Występ Polaka także docenili kibice. Na portalu X można przeczytać pozytywne słowa pod jego adresem, a także słów zdziwienia pod adresem Ivana Juricia, który zdjął Polaka w 83. minucie meczu.
"Czy Bednarek naprawdę musiał zejść?" - pytał jeden z fanów, a drugi ironizował: "Miejmy nadzieję, iż Hojlund odniesie sukces w swojej karierze, ale nie wyglądał na wartego 72 milionów funtów... Bednarek sprawił, iż przestał istnieć". Pił oczywiście do występu Rasmusa Hojlunda. Napastnik Manchesteru United kompletnie nie radził sobie z rywalami - w tym z Bednarkiem - i zszedł z boiska już w 53. minucie meczu.


Southampton zajmuje ostatnie miejsce w ligowej tabeli.
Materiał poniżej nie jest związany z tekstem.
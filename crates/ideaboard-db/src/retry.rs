//! Bounded re-execution of writes that lose a race with a concurrent
//! transaction.

use std::time::Duration;

use tracing::{debug, warn};

use crate::error::DbError;

const MAX_ATTEMPTS: u32 = 16;
const BACKOFF_STEP: Duration = Duration::from_millis(5);

/// Run `op` until it succeeds or fails with an error that is not a
/// transaction conflict. Each attempt must re-read whatever it derives
/// its write from.
pub(crate) async fn with_retry<T, F, Fut>(
    operation: &'static str,
    mut op: F,
) -> Result<T, DbError>
where
    F: FnMut() -> Fut,
    Fut: Future<Output = Result<T, DbError>>,
{
    let mut attempt = 1;

    loop {
        match op().await {
            Err(e) if e.is_retryable() && attempt < MAX_ATTEMPTS => {
                debug!(operation, attempt, error = %e, "Write conflict, retrying");
                tokio::time::sleep(BACKOFF_STEP * attempt).await;
                attempt += 1;
            }
            Err(e) => {
                if e.is_retryable() {
                    warn!(
                        operation,
                        attempts = attempt,
                        error = %e,
                        "Giving up after repeated write conflicts"
                    );
                }
                return Err(e);
            }
            ok => return ok,
        }
    }
}

#[cfg(test)]
mod tests {
    use std::sync::atomic::{AtomicU32, Ordering};

    use super::*;

    fn conflict() -> DbError {
        DbError::Query("Transaction conflict: Write conflict, retry the transaction".into())
    }

    #[tokio::test]
    async fn conflicts_are_retried_until_success() {
        let calls = AtomicU32::new(0);
        let calls = &calls;

        let value = with_retry("test", || async move {
            if calls.fetch_add(1, Ordering::SeqCst) < 2 {
                Err(conflict())
            } else {
                Ok(7)
            }
        })
        .await
        .unwrap();

        assert_eq!(value, 7);
        assert_eq!(calls.load(Ordering::SeqCst), 3);
    }

    #[tokio::test]
    async fn other_errors_are_returned_at_once() {
        let calls = AtomicU32::new(0);
        let calls = &calls;

        let err = with_retry("test", || async move {
            calls.fetch_add(1, Ordering::SeqCst);
            Err::<(), _>(DbError::not_found("idea", "x"))
        })
        .await
        .unwrap_err();

        assert!(matches!(err, DbError::NotFound { .. }));
        assert_eq!(calls.load(Ordering::SeqCst), 1);
    }

    #[tokio::test]
    async fn retries_are_bounded() {
        let calls = AtomicU32::new(0);
        let calls = &calls;

        let err = with_retry("test", || async move {
            calls.fetch_add(1, Ordering::SeqCst);
            Err::<(), _>(conflict())
        })
        .await
        .unwrap_err();

        assert!(err.is_retryable());
        assert_eq!(calls.load(Ordering::SeqCst), MAX_ATTEMPTS);
    }

    #[test]
    fn index_violations_are_retryable() {
        let err = DbError::Query(
            "Database index `idea_tenant_number` already contains [\"t\", 3]".into(),
        );
        assert!(err.is_retryable());
        assert!(!DbError::Decode("bad".into()).is_retryable());
    }
}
Jan Bednarek w trakcie tego sezonu wystąpił w 17 meczach. W pięciu ostatnich spotkaniach wybiegał na murawę z opaską kapitańską. Kolejna okazja na przełamanie "Świętych" już w niedzielę. Zadanie będzie jednak niezwykle trudne. Rywalem w wyjazdowym spotkaniu - rewelacyjne Nottingham Forest.